SEOUL, KOREA - Catallaxy, the order brought about by the mutual adjustment of many individual economies in a market, is the basis of “Social Capital”, in which enlarged networks of face-to-face contacts with members foster sturdy norms of generalized reciprocity, whether it’s as "the aggregate of the actual or potential resources which are linked to possession of a durable network of more or less institutionalized relationships of mutual acquaintance and recognition," as “a variety of entities with two elements in common: they all consist of some aspect of social structure, and they facilitate certain actions of actors within the structure,” and as “the collective value of all 'social networks' and the inclinations that arise from these networks to do things for each other and features of social organization, such as networks, norms, and trust, that facilitate coordination and cooperation for mutual benefit." Or rather, it is “the investment in the social relations with expected returns in the marketplace, through which resources of other actors, embedded in social networks, can be accessed, used and borrowed by individual multi-agents for actions.”

Consisting of people, machines, and natural resources, catallaxy is arguably one of the most complex systems. Capital, Labor, and Energy are considered as the fundamental physical factors of Production and Creativity as a non-quantifiable input from human ingenuity, whose catallactic impact can only be detected ex post facto. The energy-converting and information-processing machines with human energetic inputs are open thermodynamic systems, subject to the laws of nature when they produce the output. The output is the sum of all goods and services produced within a catallactic system. Everybody is striving for wealth. These facts are summarized by: “Wealth is allocated on markets, and the legal framework determines the outcome,” which includes the engineering mechanisms of production in the realm of the productive physical basis. This will lead to the law: “Energy conversion and entropy production determine the growth of wealth.” Maximization of profit or overall welfare subject to the technological constraints “limits to automation” and “limits to capacity utilization” yields new conditions for catallactic equilibrium, in which individuals are striving only for their own profit, act as if the participants were collectively trying to maximize the sum of consumer and producer surplus, concepts of which they are generally unaware. Some of the international slumps appear to be caused by particular non-catallactic events: wars, disruptions of oil supply. Others, however, have no obvious cause - and their global scale is hard to explain in terms of the conventionally measured linkages among national catallaxies.
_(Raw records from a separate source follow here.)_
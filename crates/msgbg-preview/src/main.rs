/// msgbg preview: headless host for speaker-keyed message backgrounds
///
/// Loads the plugin configuration, reads picture sizes from an image
/// directory, then drives one message window through open → text layout →
/// close and reports what the window framework would draw.
///
/// Architecture:
///   images : picture provider over `img/system`
///   window : stand-in for the host message window
mod images;
mod window;

use std::path::PathBuf;
use std::sync::Arc;

use anyhow::{Context, Result};
use clap::{Parser, ValueEnum};
use tracing_subscriber::EnvFilter;

use msgbg_common::PluginConfig;
use msgbg_core::{AssetProvider, BackgroundMode, MessageBackground, MessageState, Settings};

#[derive(Debug, Clone, Copy, ValueEnum)]
enum Background {
    Window,
    Dim,
    Transparent,
}

impl From<Background> for BackgroundMode {
    fn from(b: Background) -> Self {
        match b {
            Background::Window => BackgroundMode::Window,
            Background::Dim => BackgroundMode::Dim,
            Background::Transparent => BackgroundMode::Transparent,
        }
    }
}

#[derive(Parser, Debug)]
#[command(name = "msgbg", version, about = "Preview speaker-keyed message box backgrounds")]
struct Args {
    /// Plugin configuration (TOML)
    #[arg(long)]
    config: Option<PathBuf>,

    /// Plugin parameters exported from the host engine (JSON)
    #[arg(long, conflicts_with = "config")]
    parameters: Option<PathBuf>,

    /// Directory holding the background pictures
    #[arg(long, default_value = "img/system")]
    images: PathBuf,

    /// Speaker name shown in the name box (may be empty)
    #[arg(long)]
    speaker: String,

    /// Message background mode
    #[arg(long, value_enum, default_value_t = Background::Transparent)]
    background: Background,

    /// Stop the open animation after this many frames
    #[arg(long)]
    frames: Option<u32>,

    /// Message text, one argument per line
    text: Vec<String>,
}

fn main() -> Result<()> {
    tracing_subscriber::fmt()
        .with_env_filter(EnvFilter::from_default_env().add_directive("msgbg=debug".parse()?))
        .init();

    tracing::info!("msgbg preview v{}", env!("CARGO_PKG_VERSION"));

    let args = Args::parse();
    let config = load_config(&args)?;

    let mut assets = images::SystemImages::new(&args.images);
    tracing::info!("Pictures: {}", assets.dir().display());
    let settings = Settings::boot(&config, &mut assets);
    tracing::info!(
        "{} speakers registered, {} pictures loaded",
        settings.registry.len(),
        assets.loaded()
    );

    let mut message = settings.new_message();
    message.set_speaker_name(&args.speaker);
    message.set_background(args.background.into());

    let mut window = window::PreviewWindow::new(MessageBackground::new(Arc::clone(&settings)));
    window.start_message(&message, &mut assets);

    let frame = open_window(&mut window, &message, &mut assets, args.frames);

    let lines = if args.text.is_empty() {
        vec![format!("{}: ...", message.speaker_name())]
    } else {
        args.text.clone()
    };
    let origins = window.lay_out_lines(&message, &lines);

    let state = window.render_state();
    println!("speaker:    {:?}", message.speaker_name());
    println!("background: {:?}", message.background());
    println!("custom:     {}", message.uses_custom_background());
    println!(
        "bounds:     x={} y={} w={} h={}",
        state.bounds.x, state.bounds.y, state.bounds.width, state.bounds.height
    );
    match state.background.image() {
        Some(image) if image.is_ready() => {
            println!("picture:    {} ({}x{})", image.id, image.width, image.height)
        }
        Some(image) => println!("picture:    {} (not loaded)", image.id),
        None => println!("picture:    none"),
    }
    println!("pause sign: ({}, {})", state.pause_sign.x, state.pause_sign.y);
    for (line, origin) in lines.iter().zip(&origins) {
        println!("  ({:>4}, {:>4}) {}", origin.x, origin.y, line);
    }

    window.close();
    while window.update() {}
    tracing::info!(
        "Closed after {} frames open, picture opacity {}",
        frame,
        window.render_state().background.opacity()
    );
    Ok(())
}

/// Run the open animation for at most `limit` frames. Placement is redone
/// each frame while the picture is still loading. Returns frames run.
fn open_window(
    window: &mut window::PreviewWindow,
    message: &MessageState,
    assets: &mut dyn AssetProvider,
    limit: Option<u32>,
) -> u32 {
    let mut frame = 0u32;
    while limit.map_or(true, |limit| frame < limit) && window.update() {
        frame += 1;
        if window.awaiting_picture() {
            window.refresh_placement(message, assets);
        }
        tracing::debug!(
            "frame {}: openness {} / picture opacity {}",
            frame,
            window.openness(),
            window.render_state().background.opacity()
        );
    }
    frame
}

fn load_config(args: &Args) -> Result<PluginConfig> {
    if let Some(path) = &args.config {
        return PluginConfig::load(path)
            .with_context(|| format!("Failed to load config {}", path.display()));
    }
    if let Some(path) = &args.parameters {
        return PluginConfig::load_plugin_parameters(path)
            .with_context(|| format!("Failed to load plugin parameters {}", path.display()));
    }
    tracing::warn!("No configuration given, using defaults (no speaker pictures)");
    Ok(PluginConfig::default())
}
Self-organization is a process where some form of global order or coordination arises out of the local interactions between the components and agents of an initially disordered system. This process is spontaneous: it is not directed or controlled by any agent or subsystem inside or outside of the system; however, the laws followed by the process and its initial conditions may have been chosen or caused by an agent. It is often triggered by random fluctuations that are amplified by positive feedback. The resulting organization is wholly decentralized or distributed over all the components and agents of the system. The first principle is that of order from instability: when a system is so constituted that a flat or disordered structure is unstable, order spontaneously emerges. The second principle is that of order from random growth. At times, a single fluctuation or a combination of them may become so powerful, as a result of positive feedback, that it shatters the preexisting organization. The moment is called a "singular moment" or a "bifurcation point", which is inherently impossible to determine in advance which direction change will take: whether the system will disintegrate into "chaos" or leap to a new, more differentiated, higher level of "order" or organization, which they call a "dissipative structure." (Such physical or chemical structures are termed “dissipative” because, compared with the simpler structures they replace, they require more energy to sustain them.) And Ilya Prigogine insists that order and organization can actually arise "spontaneously" out of disorder and chaos through a process of "self-organization.”
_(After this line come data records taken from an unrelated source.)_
//! Extension points called by the host's message window, and the plugin
//! object that implements them.
//!
//! The host framework owns the window, its open/close animation and its
//! text engine. At each extension point it calls into
//! [`MessageWindowHooks`] and then reads back the returned values.

use std::sync::Arc;

use msgbg_common::{LayoutConfig, OffsetConfig, PluginConfig, Point, Rect, ScreenSize};

use crate::assets::AssetProvider;
use crate::geometry::{GeometryResolver, LayoutMetrics};
use crate::message::MessageState;
use crate::registry::BackgroundRegistry;
use crate::sync::{RenderState, RenderStateSynchronizer};
use crate::text_layout::{TextLayoutOffsets, TextState};

/// Immutable configuration, built once at boot and shared by every window
#[derive(Debug, Clone)]
pub struct Settings {
    pub offsets: OffsetConfig,
    pub registry: Arc<BackgroundRegistry>,
    pub screen: ScreenSize,
    pub layout: LayoutConfig,
}

impl Settings {
    pub fn from_config(config: &PluginConfig) -> Self {
        Self {
            offsets: config.offsets.clamped(),
            registry: Arc::new(BackgroundRegistry::from_entries(&config.backgrounds)),
            screen: config.screen,
            layout: config.layout,
        }
    }

    /// Build settings and warm every registered picture
    pub fn boot(config: &PluginConfig, assets: &mut dyn AssetProvider) -> Arc<Self> {
        let settings = Self::from_config(config);
        settings.registry.preload_all(assets);
        Arc::new(settings)
    }

    /// Fresh message state bound to this registry
    pub fn new_message(&self) -> MessageState {
        MessageState::new(Arc::clone(&self.registry))
    }
}

pub trait MessageWindowHooks {
    /// Window placement refresh (message start, reposition)
    fn update_placement(
        &mut self,
        message: &MessageState,
        assets: &mut dyn AssetProvider,
        default_pause_sign: &dyn Fn(&Rect) -> Point,
    ) -> &RenderState;

    /// Pause sign refresh; `default` is the framework's own placement
    fn refresh_pause_sign(&mut self, message: &MessageState, default: Point) -> Point;

    /// Line-start x for the text engine
    fn new_line_x(&self, message: &MessageState, base_x: i32) -> i32;

    /// Page reset of the text cursor
    fn new_page(&self, message: &MessageState, text: &mut TextState);

    /// Per-tick dimmer update while the window opens or closes
    fn update_background_dimmer(&mut self, openness: u8);
}

/// Speaker picture backgrounds for one message window
#[derive(Debug, Clone)]
pub struct MessageBackground {
    settings: Arc<Settings>,
    sync: RenderStateSynchronizer,
    text: TextLayoutOffsets,
}

impl MessageBackground {
    pub fn new(settings: Arc<Settings>) -> Self {
        let resolver = GeometryResolver::new(settings.screen, &settings.layout);
        Self::with_resolver(settings, resolver)
    }

    /// Window whose default height comes from the host's line metrics
    pub fn with_metrics(settings: Arc<Settings>, metrics: &dyn LayoutMetrics) -> Self {
        let resolver = GeometryResolver::with_metrics(settings.screen, &settings.layout, metrics);
        Self::with_resolver(settings, resolver)
    }

    fn with_resolver(settings: Arc<Settings>, resolver: GeometryResolver) -> Self {
        let sync = RenderStateSynchronizer::new(resolver, settings.offsets);
        let text = TextLayoutOffsets::new(&settings.offsets);
        Self {
            settings,
            sync,
            text,
        }
    }

    pub fn settings(&self) -> &Settings {
        &self.settings
    }

    pub fn render_state(&self) -> &RenderState {
        self.sync.state()
    }
}

impl MessageWindowHooks for MessageBackground {
    fn update_placement(
        &mut self,
        message: &MessageState,
        assets: &mut dyn AssetProvider,
        default_pause_sign: &dyn Fn(&Rect) -> Point,
    ) -> &RenderState {
        self.sync.apply_placement(message, assets, default_pause_sign)
    }

    fn refresh_pause_sign(&mut self, message: &MessageState, default: Point) -> Point {
        self.sync.refresh_pause_sign(message, default)
    }

    fn new_line_x(&self, message: &MessageState, base_x: i32) -> i32 {
        self.text.new_line_x(message, base_x)
    }

    fn new_page(&self, message: &MessageState, text: &mut TextState) {
        self.text.new_page(message, text)
    }

    fn update_background_dimmer(&mut self, openness: u8) {
        self.sync.update_openness(openness);
    }
}

#[cfg(test)]
mod tests {
    use super::*;
    use crate::assets::{ImageHandle, MemoryAssets};
    use crate::message::BackgroundMode;
    use crate::sync::framework_pause_sign;
    use msgbg_common::BackgroundEntry;

    fn config() -> PluginConfig {
        PluginConfig {
            backgrounds: vec![
                BackgroundEntry::new("Alice", "alice_bg"),
                BackgroundEntry::new("Bob", "bob_bg"),
                BackgroundEntry::new("Alice", "alice_bg2"),
            ],
            ..PluginConfig::default()
        }
    }

    #[test]
    fn test_boot_preloads_registered_pictures() {
        let mut assets = MemoryAssets::new();
        let settings = Settings::boot(&config(), &mut assets);
        assert_eq!(settings.registry.len(), 2);
        assert_eq!(
            assets.preload_requests(),
            ["alice_bg2".to_string(), "bob_bg".to_string()]
        );
    }

    #[test]
    fn test_full_message_cycle() {
        let mut assets = MemoryAssets::new();
        assets.insert("alice_bg2", 400, 300);
        let settings = Settings::boot(&config(), &mut assets);
        let mut window = MessageBackground::new(Arc::clone(&settings));

        let mut message = settings.new_message();
        message.set_speaker_name("Alice");
        message.set_background(BackgroundMode::Transparent);

        let state = window
            .update_placement(&message, &mut assets, &framework_pause_sign)
            .clone();
        assert_eq!(state.bounds, Rect::new(208, 0, 400, 300));
        assert_eq!(
            state.background.image(),
            Some(&ImageHandle::new("alice_bg2", 400, 300))
        );

        let mut text = TextState::default();
        window.new_page(&message, &mut text);
        assert_eq!(text.y, 64);
        assert_eq!(window.new_line_x(&message, 0), 64);

        for openness in [0u8, 32, 64, 255] {
            window.update_background_dimmer(openness);
            assert_eq!(window.render_state().background.opacity(), openness);
        }

        // Next message: no speaker
        message.clear();
        let state = window.update_placement(&message, &mut assets, &framework_pause_sign);
        assert_eq!(state.bounds, Rect::new(0, 0, 816, 176));
        assert!(state.background.image().is_none());
        assert_eq!(window.new_line_x(&message, 0), 0);
    }

    #[test]
    fn test_windows_share_settings() {
        let mut assets = MemoryAssets::new();
        let settings = Settings::boot(&config(), &mut assets);
        let a = MessageBackground::new(Arc::clone(&settings));
        let b = MessageBackground::new(Arc::clone(&settings));
        assert!(Arc::ptr_eq(&a.settings().registry, &b.settings().registry));
    }
}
Order can be regarded as information, so the complexity of a system can be classified by how much information to describe it. Life is one member of a class of phenomena which are open or continuous reaction systems able to decrease their internal entropy at the expense of the free energy taken from the environment and subsequently rejected in degraded form. By the act of living, an organism continuously creates entropy and there will be an outward flux of entropy across its boundary. Entropy can be regarded as a measure of ignorance. When it is known only that a system is in a given macrostate, the entropy of the macrostate measures the degree of ignorance in which the microstate is by counting the number of bits of additional information needed to specify it, with all the microstates treated as equally probable. As the number of variables increases our observation of the system necessarily becomes more selective, less knowledgeable. Shared information is exchanging knowledge of such variable states between agents, so entropy can be reformulated in terms of this information exchange, bringing together both sides of the entropy equation and extending it to multi-agents.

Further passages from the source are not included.